Start of Block
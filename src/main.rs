use std::env;

use leave_engine::api::{AppState, create_router};
use leave_engine::config::ConfigLoader;
use tracing::{error, info};
use tracing_subscriber::EnvFilter;

const DEFAULT_CONFIG_DIR: &str = "./config/default";
const DEFAULT_BIND: &str = "0.0.0.0:3000";

#[tokio::main]
async fn main() -> Result<(), Box<dyn std::error::Error>> {
    tracing_subscriber::fmt()
        .with_env_filter(
            EnvFilter::try_from_default_env().unwrap_or_else(|_| EnvFilter::new("info")),
        )
        .init();

    let config_dir =
        env::var("LEAVE_ENGINE_CONFIG_DIR").unwrap_or_else(|_| DEFAULT_CONFIG_DIR.to_string());
    let bind = env::var("LEAVE_ENGINE_BIND").unwrap_or_else(|_| DEFAULT_BIND.to_string());

    let config = ConfigLoader::load(&config_dir).inspect_err(|e| {
        error!(config_dir = %config_dir, error = %e, "Failed to load leave policy")
    })?;
    info!(
        policy = %config.policy().metadata().code,
        version = %config.policy().metadata().version,
        "Leave policy loaded"
    );

    let router = create_router(AppState::new(config));
    let listener = tokio::net::TcpListener::bind(&bind).await?;
    info!(address = %bind, "Leave engine listening");

    axum::serve(listener, router).await?;
    Ok(())
}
End of Block
The lines to copy are those in the listing that contain the word "policy".

        error!(config_dir = %config_dir, error = %e, "Failed to load leave policy")
        policy = %config.policy().metadata().code,
        version = %config.policy().metadata().version,
        "Leave policy loaded"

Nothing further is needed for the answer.